I stayed up late at night thinking about various plans and before I knew it, it was morning. But I am a short sleeper so I don’t need much sleep. If I can take a nap for an hour or so, I can do my activities with energy for the whole day.

However, I feel like I’m not getting enough sleep because of yesterday’s series of events that shook me up mentally and physically. I don’t know if it’s because I’m getting older or because I’ve been feeling shaken for the first time in a long time.

(I used to run around all over the place from four in the morning until late at night, acting like a man of justice in the old days.)

It’s partly because I was out of my mind back then, but this is probably the first time since I entered high school that I’ve been so shaken up. That’s how traumatized I am by the events from the past.

In the end, yesterday I had dinner with my mother when she came home, and just reflected on the past while watching my step sister and my mother washing dishes together.

(But I decided on a policy.)

For the time being, I decided to put Shinkai aside. Usually, the student council should be busiest at this time of the year. They arrange the recruitment of new students for club activities, and the student council members are there to counsel students. I don’t know if she recognizes me, but it’s unlikely that she will take action in the next few days.

At best, the deadline is a week, but that’s enough time for me. I probably won’t have the chance to get involved in the first place.

Therefore, what I should do now is……

“During this week, I will create an atmosphere in the classroom so that I won’t get involved with Kisaragi.”

I came up with a lot of plans yesterday.

– Making sure that I always stay out of Kisaragi’s sight.

– Overwrite Tachibana Kanata with Shiina Kanata.

– Forcing Kisaragi to drop out/

– Make Kisaragi etc…

However, all of these ideas are very burdensome and risky for me. Besides, it might be difficult for me to meet Kisaragi face to face.

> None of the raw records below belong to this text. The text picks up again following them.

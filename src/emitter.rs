/*
Copyright 2025 Connor Nolan

Licensed under the Apache License, Version 2.0 (the "License");
you may not use this file except in compliance with the License.
You may obtain a copy of the License at

    http://www.apache.org/licenses/LICENSE-2.0

Unless required by applicable law or agreed to in writing, software
distributed under the License is distributed on an "AS IS" BASIS,
WITHOUT WARRANTIES OR CONDITIONS OF ANY KIND, either express or implied.
See the License for the specific language governing permissions and
limitations under the License.
*/

use std::fmt::Write as _;

use crate::ast::Word;
use crate::config::{Config, DisplayBase};
use crate::errors::Diagnostic;

// Renders a 32-bit word as 32 ASCII 0/1 characters in nibble groups.
pub fn format_word_bits(word: u32) -> String {
    let mut out = String::with_capacity(39);
    for nibble in (0..8).rev() {
        if !out.is_empty() {
            out.push(' ');
        }
        let _ = write!(out, "{:04b}", (word >> (nibble * 4)) & 0xF);
    }
    out
}

// Ascending address order across both sections merged; when a code and a
// data word share a numeric address, the code word comes first.
fn sorted(words: &[Word]) -> Vec<&Word> {
    let mut ordered: Vec<&Word> = words.iter().collect();
    ordered.sort_by_key(|word| (word.address(), !word.is_code()));
    ordered
}

// The bitstring file: one word per line. Unassigned addresses are not
// written; the stream is sparse.
pub fn bitstring(words: &[Word]) -> String {
    let mut out = String::new();
    for word in sorted(words) {
        out.push_str(&format_word_bits(word.word()));
        out.push('\n');
    }
    out
}

fn format_param(value: u32, base: DisplayBase) -> String {
    match base {
        DisplayBase::Hex => format!("0x{:X}", value),
        DisplayBase::Dec => value.to_string(),
        DisplayBase::Bin => format!("0b{:b}", value),
    }
}

fn alias_suffix(alias: &Option<String>) -> String {
    match alias {
        Some(name) => format!(" <- alias: {}", name),
        None => String::new(),
    }
}

// The human-readable report (-r): per word, the raw bit fields and the
// source-level view. Addresses are 5-digit zero-padded decimal.
pub fn readable_report(words: &[Word], config: &Config, base: DisplayBase) -> String {
    let widths = &config.widths;
    let mut out = String::new();
    for word in sorted(words) {
        match word {
            Word::Code {
                address,
                func,
                mnemonic,
                params,
                p,
                c,
                alias,
                ..
            } => {
                let _ = writeln!(
                    out,
                    "{:05} | p={} c={} p3={:0w3$b} p2={:0w2$b} p1={:0w1$b} | func={}, opcode={}, param1={}, param2={}, param3={}{}",
                    address,
                    p,
                    c,
                    params[2],
                    params[1],
                    params[0],
                    func,
                    mnemonic,
                    format_param(params[0], base),
                    format_param(params[1], base),
                    format_param(params[2], base),
                    alias_suffix(alias),
                    w1 = widths.param1 as usize,
                    w2 = widths.param2 as usize,
                    w3 = widths.param3 as usize,
                );
            }
            Word::Data {
                address,
                block,
                bytes,
                alias,
                ..
            } => {
                let _ = writeln!(
                    out,
                    "{:05} | {:08b} {:08b} {:08b} {:08b} | mem={}, 0x{:02X} 0x{:02X} 0x{:02X} 0x{:02X}{}",
                    address,
                    bytes[0],
                    bytes[1],
                    bytes[2],
                    bytes[3],
                    block,
                    bytes[0],
                    bytes[1],
                    bytes[2],
                    bytes[3],
                    alias_suffix(alias),
                );
            }
        }
    }
    out
}

// The flat log file (-l): one record per diagnostic, in the pipeline's
// stable order.
pub fn log_lines(diagnostics: &[Diagnostic]) -> String {
    let mut out = String::new();
    for diagnostic in diagnostics {
        let _ = writeln!(out, "{}: {}", diagnostic.severity, diagnostic);
    }
    out
}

I will have to check today to see what happened, but yesterday there was a social gathering among the new classmates with Kisaragi at the center. Kisaragi probably made friends with many of her classmates there.

If that’s the case, there’s no need for me to get involved. If Kisaragi has made so many friends, her student life is guaranteed to be fulfilling even without me. But the face I saw when we parted ways in the classroom is still in the back of my mind.

(The look in her eyes yesterday……as if she questioned my existence.)

I, Shiina Kanara, still have a trace of Tachibana Kanata in me, though it is only a little. I’m sure Kisaragi noticed it and came to talk to me. And it’s safe to assume that she will continue to do so.

“She’s  the type of person who asks questions and explores them until she understands. She doesn’t seem to have changed, so I don’t know what’s going to happen.”

But I’ve already decided on the first action to take.

First of all, today’s homeroom. There should’ve been a self-introduction, but Kisaragi crushed it. Firstly, there….

“Well, for the time being, I only have one step.”

And while I’m at it, I might as well try to remember the names of classmates I could use and find out who is building relationships with whom. There might be a clue to solve this problem.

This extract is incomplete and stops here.